Content starts
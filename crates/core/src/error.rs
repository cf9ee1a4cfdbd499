use thiserror::Error;

#[derive(Error, Debug, Clone, PartialEq)]
pub enum CoreError {
    #[error("Unknown alert status: {0}")]
    UnknownStatus(String),

    #[error("Metric not found: {0}")]
    MissingMetric(String),
}

pub type Result<T> = std::result::Result<T, CoreError>;
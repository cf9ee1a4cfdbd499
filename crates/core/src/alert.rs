//! Alert record handed between rule evaluation and the alerting engine.
//!
//! Rules only produce a number; building and transitioning alerts is the
//! job of the surrounding pipeline. The types live here so both sides agree
//! on the status vocabulary.

use std::fmt;
use std::str::FromStr;

use chrono::{DateTime, Utc};
use serde::{Deserialize, Serialize};

use crate::error::CoreError;

/// Lifecycle status of an alert.
///
/// The serialized names are the wire names used by the rest of the
/// monitoring stack (`ACTIVE`, `ACK-WIP`, ...).
#[derive(Debug, Clone, Copy, PartialEq, Eq, Hash, Default, Serialize, Deserialize)]
pub enum AlertStatus {
    #[default]
    #[serde(rename = "UNKNOWN")]
    Unknown,
    #[serde(rename = "ACTIVE")]
    Active,
    /// Acknowledged, work in progress.
    #[serde(rename = "ACK-WIP")]
    AckWip,
    #[serde(rename = "ACK-PAUSE")]
    AckPause,
    #[serde(rename = "ACK-IGNORE")]
    AckIgnore,
    #[serde(rename = "ACK-SILENCE")]
    AckSilence,
    #[serde(rename = "RESOLVED")]
    Resolved,
}

impl AlertStatus {
    pub const ALL: [AlertStatus; 7] = [
        AlertStatus::Unknown,
        AlertStatus::Active,
        AlertStatus::AckWip,
        AlertStatus::AckPause,
        AlertStatus::AckIgnore,
        AlertStatus::AckSilence,
        AlertStatus::Resolved,
    ];

    /// Wire name of the status.
    pub fn as_str(&self) -> &'static str {
        match self {
            AlertStatus::Unknown => "UNKNOWN",
            AlertStatus::Active => "ACTIVE",
            AlertStatus::AckWip => "ACK-WIP",
            AlertStatus::AckPause => "ACK-PAUSE",
            AlertStatus::AckIgnore => "ACK-IGNORE",
            AlertStatus::AckSilence => "ACK-SILENCE",
            AlertStatus::Resolved => "RESOLVED",
        }
    }

    /// Check whether `status` is one of the wire names (case-sensitive).
    pub fn is_known(status: &str) -> bool {
        status.parse::<AlertStatus>().is_ok()
    }

    /// True for any of the acknowledgment sub-states.
    pub fn is_acknowledged(&self) -> bool {
        matches!(
            self,
            AlertStatus::AckWip
                | AlertStatus::AckPause
                | AlertStatus::AckIgnore
                | AlertStatus::AckSilence
        )
    }
}

impl fmt::Display for AlertStatus {
    fn fmt(&self, f: &mut fmt::Formatter<'_>) -> fmt::Result {
        f.write_str(self.as_str())
    }
}

impl FromStr for AlertStatus {
    type Err = CoreError;

    fn from_str(s: &str) -> Result<Self, Self::Err> {
        AlertStatus::ALL
            .into_iter()
            .find(|status| status.as_str() == s)
            .ok_or_else(|| CoreError::UnknownStatus(s.to_string()))
    }
}

/// A single alert instance.
#[derive(Debug, Clone, PartialEq, Default, Serialize, Deserialize)]
pub struct PureAlert {
    pub status: AlertStatus,
    /// Unix timestamp in seconds.
    pub timestamp: i64,
    pub description: String,
    /// Identifier of the monitored element the alert is about.
    pub element: String,
    #[serde(default)]
    pub severity: String,
    /// Recommended actions, in the order they should be tried.
    #[serde(default)]
    pub actions: Vec<String>,
}

impl PureAlert {
    pub fn new(
        status: AlertStatus,
        timestamp: i64,
        description: impl Into<String>,
        element: impl Into<String>,
    ) -> Self {
        Self {
            status,
            timestamp,
            description: description.into(),
            element: element.into(),
            severity: String::new(),
            actions: Vec::new(),
        }
    }

    pub fn with_details(
        status: AlertStatus,
        timestamp: i64,
        description: impl Into<String>,
        element: impl Into<String>,
        severity: impl Into<String>,
        actions: Vec<String>,
    ) -> Self {
        Self {
            severity: severity.into(),
            actions,
            ..Self::new(status, timestamp, description, element)
        }
    }

    /// Timestamp as a UTC datetime, `None` if it is out of range.
    pub fn occurred_at(&self) -> Option<DateTime<Utc>> {
        DateTime::from_timestamp(self.timestamp, 0)
    }
}

impl fmt::Display for PureAlert {
    fn fmt(&self, f: &mut fmt::Formatter<'_>) -> fmt::Result {
        let when = self
            .occurred_at()
            .map(|t| t.to_rfc3339())
            .unwrap_or_else(|| self.timestamp.to_string());
        write!(
            f,
            "[{}] {} element={} severity={} description={:?}",
            self.status,
            when,
            self.element,
            if self.severity.is_empty() { "-" } else { self.severity.as_str() },
            self.description,
        )?;
        if !self.actions.is_empty() {
            write!(f, " actions=[{}]", self.actions.join(", "))?;
        }
        Ok(())
    }
}

#[cfg(test)]
mod tests {
    use super::*;

    #[test]
    fn status_round_trips_through_wire_names() {
        for status in AlertStatus::ALL {
            assert_eq!(status.as_str().parse::<AlertStatus>().unwrap(), status);
        }
    }

    #[test]
    fn unknown_status_strings_are_rejected() {
        assert!(AlertStatus::is_known("ACK-SILENCE"));
        assert!(!AlertStatus::is_known("ack-silence"));
        assert!(!AlertStatus::is_known("FIRING"));
        assert_eq!(
            "FIRING".parse::<AlertStatus>(),
            Err(CoreError::UnknownStatus("FIRING".to_string()))
        );
    }

    #[test]
    fn acknowledged_covers_four_sub_states() {
        let acked = AlertStatus::ALL
            .iter()
            .filter(|s| s.is_acknowledged())
            .count();
        assert_eq!(acked, 4);
        assert!(!AlertStatus::Active.is_acknowledged());
    }

    #[test]
    fn status_serializes_as_wire_name() {
        let json = serde_json::to_string(&AlertStatus::AckPause).unwrap();
        assert_eq!(json, "\"ACK-PAUSE\"");
    }

    #[test]
    fn default_alert_is_unknown_at_epoch() {
        let alert = PureAlert::default();
        assert_eq!(alert.status, AlertStatus::Unknown);
        assert_eq!(alert.timestamp, 0);
        assert!(alert.actions.is_empty());
    }

    #[test]
    fn display_includes_status_element_and_actions() {
        let alert = PureAlert::with_details(
            AlertStatus::Active,
            1_700_000_000,
            "UPS on battery",
            "ups-01",
            "critical",
            vec!["check mains".to_string(), "call on-duty".to_string()],
        );
        let line = alert.to_string();
        assert!(line.starts_with("[ACTIVE] 2023-11-14T22:13:20+00:00"));
        assert!(line.contains("element=ups-01"));
        assert!(line.contains("severity=critical"));
        assert!(line.ends_with("actions=[check mains, call on-duty]"));
    }
}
Content ends
* **WHAT IS REQUIRED**: Reproduce the data in full, exactly.

* **THE COMPLETED TASK**:
filename crates/core/src/error.rs
repository cf9ee1a4cfdbd499
use thiserror::Error;

#[derive(Error, Debug, Clone, PartialEq)]
pub enum CoreError {
    #[error("Unknown alert status: {0}")]
    UnknownStatus(String),

    #[error("Metric not found: {0}")]
    MissingMetric(String),
}

pub type Result<T> = std::result::Result<T, CoreError>;
repository cf9ee1a4cfdbd499
filename crates/core/src/alert.rs
//! Alert record handed between rule evaluation and the alerting engine.
//!
//! Rules only produce a number; building and transitioning alerts is the
//! job of the surrounding pipeline. The types live here so both sides agree
//! on the status vocabulary.

use std::fmt;
use std::str::FromStr;

use chrono::{DateTime, Utc};
use serde::{Deserialize, Serialize};

use crate::error::CoreError;

/// Lifecycle status of an alert.
///
/// The serialized names are the wire names used by the rest of the
/// monitoring stack (`ACTIVE`, `ACK-WIP`, ...).
#[derive(Debug, Clone, Copy, PartialEq, Eq, Hash, Default, Serialize, Deserialize)]
pub enum AlertStatus {
    #[default]
    #[serde(rename = "UNKNOWN")]
    Unknown,
    #[serde(rename = "ACTIVE")]
    Active,
    /// Acknowledged, work in progress.
    #[serde(rename = "ACK-WIP")]
    AckWip,
    #[serde(rename = "ACK-PAUSE")]
    AckPause,
    #[serde(rename = "ACK-IGNORE")]
    AckIgnore,
    #[serde(rename = "ACK-SILENCE")]
    AckSilence,
    #[serde(rename = "RESOLVED")]
    Resolved,
}

impl AlertStatus {
    pub const ALL: [AlertStatus; 7] = [
        AlertStatus::Unknown,
        AlertStatus::Active,
        AlertStatus::AckWip,
        AlertStatus::AckPause,
        AlertStatus::AckIgnore,
        AlertStatus::AckSilence,
        AlertStatus::Resolved,
    ];

    /// Wire name of the status.
    pub fn as_str(&self) -> &'static str {
        match self {
            AlertStatus::Unknown => "UNKNOWN",
            AlertStatus::Active => "ACTIVE",
            AlertStatus::AckWip => "ACK-WIP",
            AlertStatus::AckPause => "ACK-PAUSE",
            AlertStatus::AckIgnore => "ACK-IGNORE",
            AlertStatus::AckSilence => "ACK-SILENCE",
            AlertStatus::Resolved => "RESOLVED",
        }
    }

    /// Check whether `status` is one of the wire names (case-sensitive).
    pub fn is_known(status: &str) -> bool {
        status.parse::<AlertStatus>().is_ok()
    }

    /// True for any of the acknowledgment sub-states.
    pub fn is_acknowledged(&self) -> bool {
        matches!(
            self,
            AlertStatus::AckWip
                | AlertStatus::AckPause
                | AlertStatus::AckIgnore
                | AlertStatus::AckSilence
        )
    }
}

impl fmt::Display for AlertStatus {
    fn fmt(&self, f: &mut fmt::Formatter<'_>) -> fmt::Result {
        f.write_str(self.as_str())
    }
}

impl FromStr for AlertStatus {
    type Err = CoreError;

    fn from_str(s: &str) -> Result<Self, Self::Err> {
        AlertStatus::ALL
            .into_iter()
            .find(|status| status.as_str() == s)
            .ok_or_else(|| CoreError::UnknownStatus(s.to_string()))
    }
}

/// A single alert instance.
#[derive(Debug, Clone, PartialEq, Default, Serialize, Deserialize)]
pub struct PureAlert {
    pub status: AlertStatus,
    /// Unix timestamp in seconds.
    pub timestamp: i64,
    pub description: String,
    /// Identifier of the monitored element the alert is about.
    pub element: String,
    #[serde(default)]
    pub severity: String,
    /// Recommended actions, in the order they should be tried.
    #[serde(default)]
    pub actions: Vec<String>,
}

impl PureAlert {
    pub fn new(
        status: AlertStatus,
        timestamp: i64,
        description: impl Into<String>,
        element: impl Into<String>,
    ) -> Self {
        Self {
            status,
            timestamp,
            description: description.into(),
            element: element.into(),
            severity: String::new(),
            actions: Vec::new(),
        }
    }

    pub fn with_details(
        status: AlertStatus,
        timestamp: i64,
        description: impl Into<String>,
        element: impl Into<String>,
        severity: impl Into<String>,
        actions: Vec<String>,
    ) -> Self {
        Self {
            severity: severity.into(),
            actions,
            ..Self::new(status, timestamp, description, element)
        }
    }

    /// Timestamp as a UTC datetime, `None` if it is out of range.
    pub fn occurred_at(&self) -> Option<DateTime<Utc>> {
        DateTime::from_timestamp(self.timestamp, 0)
    }
}

impl fmt::Display for PureAlert {
    fn fmt(&self, f: &mut fmt::Formatter<'_>) -> fmt::Result {
        let when = self
            .occurred_at()
            .map(|t| t.to_rfc3339())
            .unwrap_or_else(|| self.timestamp.to_string());
        write!(
            f,
            "[{}] {} element={} severity={} description={:?}",
            self.status,
            when,
            self.element,
            if self.severity.is_empty() { "-" } else { self.severity.as_str() },
            self.description,
        )?;
        if !self.actions.is_empty() {
            write!(f, " actions=[{}]", self.actions.join(", "))?;
        }
        Ok(())
    }
}

#[cfg(test)]
mod tests {
    use super::*;

    #[test]
    fn status_round_trips_through_wire_names() {
        for status in AlertStatus::ALL {
            assert_eq!(status.as_str().parse::<AlertStatus>().unwrap(), status);
        }
    }

    #[test]
    fn unknown_status_strings_are_rejected() {
        assert!(AlertStatus::is_known("ACK-SILENCE"));
        assert!(!AlertStatus::is_known("ack-silence"));
        assert!(!AlertStatus::is_known("FIRING"));
        assert_eq!(
            "FIRING".parse::<AlertStatus>(),
            Err(CoreError::UnknownStatus("FIRING".to_string()))
        );
    }

    #[test]
    fn acknowledged_covers_four_sub_states() {
        let acked = AlertStatus::ALL
            .iter()
            .filter(|s| s.is_acknowledged())
            .count();
        assert_eq!(acked, 4);
        assert!(!AlertStatus::Active.is_acknowledged());
    }

    #[test]
    fn status_serializes_as_wire_name() {
        let json = serde_json::to_string(&AlertStatus::AckPause).unwrap();
        assert_eq!(json, "\"ACK-PAUSE\"");
    }

    #[test]
    fn default_alert_is_unknown_at_epoch() {
        let alert = PureAlert::default();
        assert_eq!(alert.status, AlertStatus::Unknown);
        assert_eq!(alert.timestamp, 0);
        assert!(alert.actions.is_empty());
    }

    #[test]
    fn display_includes_status_element_and_actions() {
        let alert = PureAlert::with_details(
            AlertStatus::Active,
            1_700_000_000,
            "UPS on battery",
            "ups-01",
            "critical",
            vec!["check mains".to_string(), "call on-duty".to_string()],
        );
        let line = alert.to_string();
        assert!(line.starts_with("[ACTIVE] 2023-11-14T22:13:20+00:00"));
        assert!(line.contains("element=ups-01"));
        assert!(line.contains("severity=critical"));
        assert!(line.ends_with("actions=[check mains, call on-duty]"));
    }
}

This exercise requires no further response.